Researchers, Karin James and Laura Englehardt, found that when children write letters freehand, they activate three areas of the brain that aren’t activated if they simply trace the letters or type them (James and Englehart 2012).

They demonstrated a link between a child’s cognitive ability to write and their ability to read. The areas of the brain that are activated when a child writes letters freehand are the same areas that are activated during reading.

Practice with Pre-Writing Skills Can Give a Child a Head Start

Pre-Writing Skills are strokes and shapes that preschoolers can start practicing before they start school. These are the most common strokes in the English alphabet. These include practicing lines vertically and horizontally, crosses, diagonal lines in both directions and triangles.

Source:
The effects of handwriting experience on functional brain development in pre-literate children. Karin H. James and Laura Engelhardt. Trends in Neuroscience and Education. 2012.

Tips to Improve Handwriting

If you’re concerned that your child’s handwriting is not up to the level for his age and
maturity, you might be wondering how to improve handwriting skills.
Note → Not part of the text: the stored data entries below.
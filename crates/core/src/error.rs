//! Unified error types for prerender.
//!
//! Display strings carry a stable `CODE: detail` prefix so log lines and
//! API surfaces can match on the code without parsing the detail text.

use chrono::{DateTime, Utc};
use tokio_rusqlite::rusqlite;

/// Classification of a render-worker failure, reported back by the worker.
///
/// The kind decides whether the retry policy applies: `Timeout` and
/// `Crash` are transient, `BadContent` is permanent.
#[derive(Debug, Clone, Copy, PartialEq, Eq, serde::Serialize, serde::Deserialize)]
#[serde(rename_all = "snake_case")]
pub enum RenderFailureKind {
    /// The render did not finish within the mandatory timeout.
    Timeout,
    /// The browser/worker process died mid-render.
    Crash,
    /// The target produced content that cannot be rendered (permanent).
    BadContent,
    /// Anything else the worker could not classify.
    Other,
}

impl RenderFailureKind {
    /// Whether a failure of this kind is eligible for automatic retry.
    pub fn is_transient(self) -> bool {
        !matches!(self, RenderFailureKind::BadContent)
    }
}

impl std::fmt::Display for RenderFailureKind {
    fn fmt(&self, f: &mut std::fmt::Formatter<'_>) -> std::fmt::Result {
        let s = match self {
            RenderFailureKind::Timeout => "timeout",
            RenderFailureKind::Crash => "crash",
            RenderFailureKind::BadContent => "bad_content",
            RenderFailureKind::Other => "other",
        };
        f.write_str(s)
    }
}

/// Unified error types for the prerender core and engine.
#[derive(Debug, thiserror::Error)]
pub enum Error {
    /// Input cannot be parsed as an absolute URL.
    #[error("INVALID_URL: {0}")]
    InvalidUrl(String),

    /// SSRF guard rejection - private/internal target not allowed.
    #[error("BLOCKED_TARGET: {0}")]
    BlockedTarget(String),

    /// Sliding-window rate limit exceeded. The attempt was still charged.
    #[error("RATE_LIMITED: {used}/{limit} in window, resets at {reset_at}")]
    RateLimited { limit: u32, used: u32, remaining: u32, reset_at: DateTime<Utc> },

    /// Worker-reported render failure.
    #[error("RENDER_FAILED: {kind}: {message}")]
    RenderFailed { kind: RenderFailureKind, message: String },

    /// Fast tier or object store unreachable.
    #[error("STORAGE_UNAVAILABLE: {0}")]
    StorageUnavailable(String),

    /// Database operation failed.
    #[error("DB_ERROR: {0}")]
    Database(tokio_rusqlite::Error),

    /// Migration failed to apply.
    #[error("DB_ERROR: migration failed: {0}")]
    MigrationFailed(String),

    /// Configuration missing or invalid at construction time.
    #[error("CONFIG_ERROR: {0}")]
    Config(String),
}

impl Error {
    pub fn render_failed(kind: RenderFailureKind, message: impl Into<String>) -> Self {
        Error::RenderFailed { kind, message: message.into() }
    }
}

impl From<tokio_rusqlite::Error<Error>> for Error {
    fn from(err: tokio_rusqlite::Error<Error>) -> Self {
        match err {
            tokio_rusqlite::Error::Error(e) => e,
            tokio_rusqlite::Error::ConnectionClosed => Error::Database(tokio_rusqlite::Error::ConnectionClosed),
            tokio_rusqlite::Error::Close(c) => Error::Database(tokio_rusqlite::Error::Close(c)),
            _ => Error::Database(tokio_rusqlite::Error::ConnectionClosed),
        }
    }
}

impl From<tokio_rusqlite::Error<rusqlite::Error>> for Error {
    fn from(err: tokio_rusqlite::Error<rusqlite::Error>) -> Self {
        Error::Database(err)
    }
}

impl From<rusqlite::Error> for Error {
    fn from(err: rusqlite::Error) -> Self {
        Error::Database(tokio_rusqlite::Error::Error(err))
    }
}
  1. Download handwriting practice sheets: There are lots of downloadable handwriting sheets available to parents. Handwriting worksheets are a great way to help your child develop the muscles and motor skills for better penmanship.
  2. Purchase a few handwriting practice books: These provide tips for parents and educators to improve kids handwriting at home.
  3. Consider programs like Handwriting Without Tears: These specifically focus on helping children with handwriting difficulties through fun activities. (https://www.lwtears.com/hwt)
  4. Consider occupational therapy programs: Find programs that offer specific exercises for developing motor skills, proprioception, and sensory skills – all of which can improve your handwriting skills.
  5. Help your child practice by alternating writing long stories or paragraphs: Verbally discuss the story or homework paragraph first. Then, take turns writing a sentence at a time with your child. It will speed up the homework process and keep it from being too overwhelming and frustrating.
  6. Provide auditory feedback by telling your child to speak each word aloud as he or she writes them: Listen and encourage them as they do so.
  7. Practice drawing letters in a variety of multi-sensory exercises: Use ideas like drawing in the sand, on a touch screen, a chalk or dry erase board, or in the air.
  8. Use multi-sensory handwriting practice paper with raised ruled lines: These are an excellent tool to help children with their handwriting skills.
  9. Use a pencil grip trainer to practice proper mature grip: For example, the Grotto Grip trainer was developed by occupational therapists to train and strengthen a mature grip on a writing utensil.
  10. Strengthen the muscles of the hand in general: This can be done with stress balls, playing with Legos or puzzles, practicing button closures, threading crafts, or manipulating tweezers in games like Operation or Feed the Woozle.